# Hyatt MF Cost Per Point



## bengates2860 (May 12, 2016)

I am considering a Hyatt resale.  One question I have is what is a good value when just considering the MF's for annual points received.  .75 per point, $1 per point?

Also does Hyatt allow you to carryover your points to the following year or are you required to use in that year or lose it?

Thanks for the input!


----------



## peas (May 13, 2016)

As for MF, generally Pinon Point/Sedona and Wild Oak/San Antonio are the lowest.  For reference, last year's MF for a Wild Oak 2 bdrm was $1207.32.  All MFs for 2 bdrms, regardless of season category, will be the same.  So the best 2 bdrom MF/pt will be a 2200 point diamond contract at $.55/pt ($1,207.32/2200 pts).

Hyatt points will not carry over, but the life of the points goes beyond one year to give you 6 more months.  However, the points in this 6 month point life extension have restrictions (if interested, it's called LCUP).  After 18 months, you lose the points.

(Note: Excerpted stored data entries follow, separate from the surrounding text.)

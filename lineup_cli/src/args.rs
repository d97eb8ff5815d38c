use clap::Args;
use lineup_optimizer::{
    json::types::JsonConstraintSet,
    solver::solver_params::{SolverParams, Termination},
};

use crate::parsers;

/// Overrides applied on top of the constraints of a request.
#[derive(Args, Debug, Clone, Default)]
pub struct ConstraintArgs {
    #[arg(long, env = "LINEUP_SQUAD_SIZE", allow_negative_numbers = true)]
    pub(crate) squad_size: Option<i64>,

    #[arg(long, env = "LINEUP_MIN_WICKETKEEPERS", allow_negative_numbers = true)]
    pub(crate) min_wicketkeepers: Option<i64>,

    #[arg(long, env = "LINEUP_MAX_WICKETKEEPERS", allow_negative_numbers = true)]
    pub(crate) max_wicketkeepers: Option<i64>,

    #[arg(long, env = "LINEUP_MIN_BATTERS", allow_negative_numbers = true)]
    pub(crate) min_batters: Option<i64>,

    #[arg(long, env = "LINEUP_MIN_BOWLERS", allow_negative_numbers = true)]
    pub(crate) min_bowlers: Option<i64>,

    #[arg(long, env = "LINEUP_MIN_ALLROUNDERS", allow_negative_numbers = true)]
    pub(crate) min_allrounders: Option<i64>,

    #[arg(long, env = "LINEUP_MAX_OVERSEAS", allow_negative_numbers = true)]
    pub(crate) max_overseas: Option<i64>,
}

impl ConstraintArgs {
    pub fn apply(&self, constraints: &mut JsonConstraintSet) {
        let overrides = [
            (&mut constraints.squad_size, self.squad_size),
            (&mut constraints.min_wicketkeepers, self.min_wicketkeepers),
            (&mut constraints.max_wicketkeepers, self.max_wicketkeepers),
            (&mut constraints.min_batters, self.min_batters),
            (&mut constraints.min_bowlers, self.min_bowlers),
            (&mut constraints.min_allrounders, self.min_allrounders),
            (&mut constraints.max_overseas, self.max_overseas),
        ];

        for (field, value) in overrides {
            if value.is_some() {
                *field = value;
            }
        }
    }
}

#[derive(Args, Debug, Clone)]
pub struct SolverArgs {
    /// Time limit for the exact search (e.g., "5s", "500ms", "PT1M")
    #[arg(short, long, value_parser = parsers::parse_duration, default_value = "5s")]
    timeout: jiff::SignedDuration,

    /// Node limit for the exact search
    #[arg(long, env = "LINEUP_MAX_NODES")]
    max_nodes: Option<usize>,
}

impl SolverArgs {
    pub fn params(&self) -> SolverParams {
        let mut terminations = vec![Termination::Duration(self.timeout)];
        if let Some(nodes) = self.max_nodes {
            terminations.push(Termination::Nodes(nodes));
        }

        SolverParams { terminations }
    }
}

Just in case you may not know, I'll refer you to Kal's wonderful website about the Hyatt system:
http://www.bywindkal.com/HVC.htm


----------



## Kal (May 13, 2016)

Beach House is among the lowest at $1,234 (including property tax) payable 12/2015.


----------



## bengates2860 (May 15, 2016)

Thanks for the great info.  I will check out Kal's site.


----------



## bengates2860 (May 18, 2016)

I understand you can use the points up to 18 months.  So, although you can't carryover.  Between month 13 and 18 month  you will get your annual points at 12 months plus if you didn't use your previous points you still can use them for 6 more months.  Doesn't that mean that if I had a 1300 point contract that if I didn't use my points for the previous year,  that I would have 2600 to use during month 13 to month 18.  I would lose 1300 after month 18 (due to those points being from the previous years allotment)? 

Am I getting this right?


----------



## Kal (May 18, 2016)

There are two categories of points usage: CUP and LCUP. Any LCUP points are extremely limited to reservations only at HRC resorts which are made not longer than 60 days in advance.

For points after 12 months you would have 1300 points moving into LCUP and 1300 new points (in CUP). You could use the combined 2600 points but the reservation would be entirely subject to LCUP rules. That means only at HRC resorts and occupancy within 60 days.

The resort availability in that short 60 day timeframe is extremely limited and in essence is not interesting to any other HRC members, i.e. leftovers.

Taken together, IMHO it's not a good idea to plan on the points combination approach.


----------



## peas (May 18, 2016)

Yes, as long as you're only talking about reservations within the next 60 days.  

In your example, because LCUP points are involved, you are limited to the restrictions of your LCUP points if trying to use over 1300 points.  Remember that what you see in the 60 day time frame may be what is left over.  If you're wanting prime times or certain more popular resorts, this strategy may not work very well and lead to disappointment.  However, if you know what you want is regularly available within the 60 day period, then this may work for you.

If you want to search beyond the 60 day time frame, then you're looking with 1300 points only.


----------